**Work required:**
From the records below, transcribe only the lines running from the one with "into structured messages" through the one with "pub fn new(max_chars: usize)". Keep both of those end lines.

**Exercise material:**
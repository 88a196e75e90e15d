//! Message parser - Turns raw chat input into structured messages

use crate::application::errors::ChatError;
use crate::domain::entities::Message;

/// Upper bound on a single chat message, in characters
pub const MAX_MESSAGE_CHARS: usize = 2000;

/// Parses incoming text into Message objects
pub struct MessageParser {
    max_chars: usize,
}

impl MessageParser {
    pub fn new(max_chars: usize) -> Self {
        Self { max_chars }
    }

    /// Collapse whitespace and attach the sending user
    pub fn parse(&self, text: &str, user_id: Option<i64>) -> Result<Message, ChatError> {
        let content = text.split_whitespace().collect::<Vec<_>>().join(" ");

        if content.is_empty() {
            return Err(ChatError::InvalidInput("message is empty".to_string()));
        }
        if content.chars().count() > self.max_chars {
            return Err(ChatError::InvalidInput(format!(
                "message is longer than {} characters",
                self.max_chars
            )));
        }

        Ok(Message::new(content).with_user(user_id))
    }
}

impl Default for MessageParser {
    fn default() -> Self {
        Self::new(MAX_MESSAGE_CHARS)
    }
}

#[cfg(test)]
mod tests {
    use super::*;

    #[test]
    fn test_parse_normalizes_whitespace() {
        let message = MessageParser::default().parse("  houses \n in   Harare ", Some(4)).unwrap();
        assert_eq!(message.content, "houses in Harare");
        assert!(message.session_id.is_none());
        assert_eq!(message.user_id, Some(4));
    }

    #[test]
    fn test_parse_rejects_empty_and_oversized() {
        let parser = MessageParser::new(10);
        assert!(matches!(parser.parse("   ", None), Err(ChatError::InvalidInput(_))));
        assert!(matches!(parser.parse("a very long message", None), Err(ChatError::InvalidInput(_))));
    }
}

**Task output:**
//! Message parser - Turns raw chat input into structured messages

use crate::application::errors::ChatError;
use crate::domain::entities::Message;

/// Upper bound on a single chat message, in characters
pub const MAX_MESSAGE_CHARS: usize = 2000;

/// Parses incoming text into Message objects
pub struct MessageParser {
    max_chars: usize,
}

impl MessageParser {
    pub fn new(max_chars: usize) -> Self {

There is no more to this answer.